Tell us about your experience studying the MSc
The course took my knowledge of particle physics theory from introductory quantum mechanics to a working knowledge of field theory and the standard model. The satisfaction in having completed the masters is commensurate with the challenges presented by the course work and the sheer difficulty of covering such a large volume of material in such a short space of time.

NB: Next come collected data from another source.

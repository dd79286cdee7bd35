//! Integration tests for the grammar-driven parser and the AST walker
//!
//! Source goes through the preprocessor first, as in a real compile, so
//! line numbers are checked against what the user wrote.

use rugoc::codegen::builtin_names;
use rugoc::parser::{
    BinaryOp, Expr, Parser, Program, StatementKind, TryHandler, UnaryOp, DEFAULT_MAX_DEPTH,
};
use rugoc::preprocess::Preprocessor;
use rugoc::{Error, Result};

fn parse_with_depth(source: &str, max_depth: usize) -> Result<Program> {
    let pre = Preprocessor::new()
        .with_callables(builtin_names())
        .process(source);
    Parser::rugo(max_depth)?.parse("test.rg", &pre.text, &pre.line_map, source)
}

fn parse(source: &str) -> Result<Program> {
    parse_with_depth(source, DEFAULT_MAX_DEPTH)
}

fn assigned(program: &Program, index: usize) -> &Expr {
    match &program.statements[index].kind {
        StatementKind::Assign { value, .. } => value,
        other => panic!("expected assignment, got {:?}", other),
    }
}

// =============================================================================
// STATEMENTS
// =============================================================================

#[test]
fn test_if_elsif_else_chain() {
    let program = parse("x = 2\nif x == 1\n  y = 1\nelsif x == 2\n  y = 2\nelse\n  y = 3\nend\n").unwrap();
    match &program.statements[1].kind {
        StatementKind::If {
            elsifs, else_body, ..
        } => {
            assert_eq!(elsifs.len(), 1);
            assert!(matches!(
                elsifs[0].0,
                Expr::Binary {
                    op: BinaryOp::Eq,
                    ..
                }
            ));
            assert_eq!(else_body.as_ref().map(Vec::len), Some(1));
        }
        other => panic!("unexpected {:?}", other),
    }
    assert_eq!(program.statements[1].start_line, 2);
    assert_eq!(program.statements[1].end_line, 8);
}

#[test]
fn test_for_with_key_and_value() {
    let program = parse("h = {a: 1}\nfor k, v in h\n  puts k\nend\n").unwrap();
    match &program.statements[1].kind {
        StatementKind::For {
            var,
            value_var,
            iterable,
            body,
        } => {
            assert_eq!(var, "k");
            assert_eq!(value_var.as_deref(), Some("v"));
            assert_eq!(iterable, &Expr::Ident("h".to_string()));
            assert_eq!(body.len(), 1);
        }
        other => panic!("unexpected {:?}", other),
    }
}

#[test]
fn test_module_statements() {
    let program = parse("use \"str\"\nimport \"example.com/greet\" as g\nrequire \"lib/util\"\n").unwrap();
    assert_eq!(
        program.statements[0].kind,
        StatementKind::Use {
            module: "str".to_string()
        }
    );
    assert_eq!(
        program.statements[1].kind,
        StatementKind::Import {
            path: "example.com/greet".to_string(),
            alias: Some("g".to_string())
        }
    );
    assert_eq!(
        program.statements[2].kind,
        StatementKind::Require {
            path: "lib/util".to_string(),
            alias: None
        }
    );
}

#[test]
fn test_index_and_dot_assignment() {
    let program = parse("a = [1]\na[0] = 2\np = {x: 1}\np.x = 3\n").unwrap();
    assert!(matches!(
        program.statements[1].kind,
        StatementKind::IndexAssign { .. }
    ));
    match &program.statements[3].kind {
        StatementKind::DotAssign { field, value, .. } => {
            assert_eq!(field, "x");
            assert_eq!(value, &Expr::IntLit(3));
        }
        other => panic!("unexpected {:?}", other),
    }
}

#[test]
fn test_test_and_bench_blocks() {
    let program = parse("test \"adds\"\n  assert_eq(1 + 1, 2)\nend\nbench \"loop\"\n  x = 1\nend\n").unwrap();
    assert!(matches!(
        &program.statements[0].kind,
        StatementKind::TestDef { name, .. } if name == "adds"
    ));
    assert!(matches!(
        &program.statements[1].kind,
        StatementKind::BenchDef { name, .. } if name == "loop"
    ));
}

// =============================================================================
// EXPRESSIONS
// =============================================================================

#[test]
fn test_compound_assignment_parses_as_binary() {
    let program = parse("x = 1\nx += 2 * 3\n").unwrap();
    match assigned(&program, 1) {
        Expr::Binary {
            op: BinaryOp::Add,
            left,
            right,
        } => {
            assert_eq!(**left, Expr::Ident("x".to_string()));
            assert!(matches!(**right, Expr::Binary { op: BinaryOp::Mul, .. }));
        }
        other => panic!("unexpected {:?}", other),
    }
}

#[test]
fn test_hash_literal_keeps_source_order() {
    let program = parse("h = {b: 1, \"a\" => 2}\n").unwrap();
    assert_eq!(
        assigned(&program, 0),
        &Expr::HashLit(vec![
            (Expr::StringLit("b".to_string()), Expr::IntLit(1)),
            (Expr::StringLit("a".to_string()), Expr::IntLit(2)),
        ])
    );
}

#[test]
fn test_logical_and_unary() {
    let program = parse("a = true\nb = !a || a && false\n").unwrap();
    match assigned(&program, 1) {
        Expr::Binary {
            op: BinaryOp::Or,
            left,
            right,
        } => {
            assert!(matches!(**left, Expr::Unary { op: UnaryOp::Not, .. }));
            assert!(matches!(**right, Expr::Binary { op: BinaryOp::And, .. }));
        }
        other => panic!("unexpected {:?}", other),
    }
}

#[test]
fn test_lambda_and_call() {
    let program = parse("double = fn(n)\n  n * 2\nend\nputs double(4)\n").unwrap();
    match assigned(&program, 0) {
        Expr::Lambda { params, body } => {
            assert_eq!(params, &vec!["n".to_string()]);
            assert_eq!(body.len(), 1);
        }
        other => panic!("unexpected {:?}", other),
    }
}

#[test]
fn test_try_handlers() {
    let program = parse("a = try to_i(\"x\")\nb = try to_i(\"x\") or 0\nc = try to_i(\"x\") or err\n  puts err\n  -1\nend\n").unwrap();
    assert!(matches!(
        assigned(&program, 0),
        Expr::Try {
            handler: TryHandler::None,
            ..
        }
    ));
    assert!(matches!(
        assigned(&program, 1),
        Expr::Try {
            handler: TryHandler::Or(_),
            ..
        }
    ));
    match assigned(&program, 2) {
        Expr::Try {
            handler: TryHandler::Rescue { name, body },
            ..
        } => {
            assert_eq!(name, "err");
            assert_eq!(body.len(), 2);
        }
        other => panic!("unexpected {:?}", other),
    }
}

#[test]
fn test_spawn_and_parallel() {
    let program = parse("t = spawn 21 * 2\nr = parallel\n  1\n  2\nend\n").unwrap();
    assert!(matches!(assigned(&program, 0), Expr::Spawn { body } if body.len() == 1));
    assert!(matches!(assigned(&program, 1), Expr::Parallel { body } if body.len() == 2));
}

#[test]
fn test_struct_declaration_is_recorded() {
    let program = parse("struct Point\n  x\n  y\nend\np = Point(1, 2)\n").unwrap();
    assert_eq!(program.structs.len(), 1);
    assert_eq!(program.structs[0].name, "Point");
    assert_eq!(program.structs[0].fields, vec!["x", "y"]);
    assert!(matches!(
        &program.statements[0].kind,
        StatementKind::FunctionDef { name, .. } if name == "Point"
    ));
}

// =============================================================================
// ERRORS
// =============================================================================

#[test]
fn test_unterminated_block_is_a_syntax_error() {
    let err = parse("while true\n  x = 1\n").unwrap_err();
    assert!(matches!(err, Error::SyntaxError { .. }));
    assert!(err.is_user_error());
}

#[test]
fn test_error_line_refers_to_original_source() {
    // the heredoc collapses three lines into one
    let err = parse("x = <<~T\n  a\nT\ny = )\n").unwrap_err();
    assert!(matches!(err, Error::SyntaxError { line: 4, .. }), "{:?}", err);
}

#[test]
fn test_deep_nesting_is_rejected_without_overflow() {
    let source = format!("x = {}1{}\n", "(".repeat(50), ")".repeat(50));
    let err = parse_with_depth(&source, 64).unwrap_err();
    assert!(err.to_string().contains("nesting too deep"));
    assert!(parse(&source).is_ok());
}

#[test]
fn test_invalid_assignment_target() {
    let err = parse("x = 1\nx + 1 = 2\n").unwrap_err();
    match err {
        Error::SyntaxError { line, message, .. } => {
            assert_eq!(line, 2);
            assert!(message.contains("invalid assignment target"));
        }
        other => panic!("unexpected {:?}", other),
    }
}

My research project was computational in nature and complemented my newly acquired theoretical skills. I wrote 7500 lines of code, constructing Monte Carlo models of higher twist using deep inelastic scattering data. This was the perfect introduction to the practical business of research, teaching me about popular scientific libraries such as CERN ROOT, LHAPDF and APFEL, as well as the dark art of statistics and experimental covariance matrices.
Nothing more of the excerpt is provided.